Una «fotografia culturale del nostro pianeta» è quella che, nelle parole di Elti Cataruzza, Prorettore al Diritto allo studio e servizi agli studenti dell’Università Ca’ Foscari di Venezia, offriranno i corti dello Short, il festival interamente organizzato dall’ateneo (col supporto di oltre 200 studenti) e giunto alla 14ma edizione. Che ha preso il via il 20 marzo all’Auditorium Santa Margherita della città, sullo sfondo del manifesto firmato da Manuele Fior e all’insegna, ancora una volta, della scoperta di nuovi talenti da ogni parte del mondo, con i lavori del Concorso Internazionale che, anticipa sempre Cataruzza, affronteranno tra le altre cose i rapporti interpersonali, le dinamiche familiari e anche la tragedia delle guerre nel mondo, «guerre che uccidono le persone, strangolano e soffocano il futuro».

È tanto più giusto allora «che si ascoltino i messaggi e le parole» dei giovani concorrenti, siano questi «sussurrati o lanciati come pietre», ha sottolineato il Prorettore prima di dichiarare ufficialmente aperta la manifestazione affiancato sul palco dalla Direttrice Roberta Novielli. Lasciando poi lo spazio a una delle ospiti d’onore di quest’anno, l’animatrice inglese Joanna Quinn, che ha dialogato con Davide Giurlando, docente del Master of Fine Arts in Filmmaking di Ca’ Foscari.

L’animatrice Joanna Quinn.

Il focus, intitolato Girls just wanna draw: l’arte di Joanna Quinn è stato l’occasione per vedere l’artista (due volte vincitrice del BAFTA e tre volte nominata all’Oscar) disegnare in diretta davanti agli spettatori e raccontare genesi e retroscena (anche tecnici) di alcuni dei suoi lavori più significativi, a partire da Girls’ Night Out (1987), il corto dove ha debuttato la sua celebre eroina del quotidiano, la madre di famiglia e operaia Beryl, che darà il nome alla casa di produzione dell’autrice e ne ha rivelato l’ironia irriverente. Non per nulla, la sua protagonista esordisce sognando la venuta di un Tarzan che spezzi la frustrante e alienante routine familiare: e il desiderio, parzialmente, si avvera quando le amiche la portano a divertirsi in un locale dove si esibisce uno spogliarellista in perizoma

«Questo film parla di una donna vera, ed è per questo che si è distinto, perché era diverso», afferma Quinn, che fu convinta dagli amici a partecipare al prestigioso Festival di Annecy, «e così è iniziata la mia carriera: in principio pensavo ci fossimo solo io e Walt Disney e quindi che non ci fosse speranza, ma poi ho scoperto che non eravamo solo noi! Ho vinto tre premi e sono potuta diventare un’animatrice».

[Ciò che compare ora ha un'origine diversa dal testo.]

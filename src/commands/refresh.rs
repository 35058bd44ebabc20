//! Scheduled full-catalog refresh command

use anyhow::Result;

use super::{build_coordinator, resolve_acquirer};
use crate::config::Config;
use crate::orchestrator::ScheduledRefresh;

/// Refresh every location in the catalog once.
pub async fn refresh(acquirer: Option<String>, config: Config) -> Result<()> {
    let acquirer_cmd = resolve_acquirer(acquirer)?;
    let coordinator = build_coordinator(&config, &acquirer_cmd).await?;

    let refresh = ScheduledRefresh::new(coordinator);
    let summary = refresh.run().await?;

    println!("Scheduled refresh: {summary}");
    Ok(())
}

Non meno, anzi persino più graffiante il successivo Britannia, frutto della collaborazione con un produttore della BBC e nuova sfida creativa per Quinn: «Quando gli altri vengono da te con le loro idee è più difficile». In questo caso, il risultato è stato un grottesco, crudele e irresistibile corto che racconta «l’imperialismo britannico in cinque minuti», attraverso i sogni di (vana)gloria e dominio coloniale di un bulldog antropomorfo, in bianco e nero («Non mi piace colorare», confessa l’animatrice) ma emblematicamente vestito con i colori della bandiera del Regno Unito.

«La cosa divertente», ricorda l’intervistata, «è che, dopo aver vinto il premio Leonardo Da Vinci per questo film, la cerimonia di premiazione è stata a Buckingham Palace», dove Quinn s’imbatté nel Principe Filippo: «Che mi domandò, senza aver visto il corto, di cosa parlasse. Gli dissi: “Dell’imperialismo britannico”, ma la persona che organizzava accanto a me corresse: “No, no, parla di un cane!».

Terza chicca dell’incontro, il più recente Affairs with the Art (2021, candidato dall’Academy come i precedenti Famous Fred e Wife of Bath), dove ritroviamo Beryl, stavolta alle prese con aspirazioni artistiche: «Questo elemento è autobiografico, dato che per diversi anni ho lavorato in pubblicità e a un certo punto mi è tornato il desiderio di fare arte». L’esito, d’altronde, sarà piuttosto amaro per la protagonista, anche e soprattutto a causa degli orpelli sociali che la vincolano alla sua condizione. Più realizzata, forse, la sorella tassidermista Bev, co-protagonista di un corto densissimo di humour nero con trovate tragicomiche e satiriche fulminanti: «È basato su una storia vera, sulla mia stessa vita, per questo ci sono più momenti dark».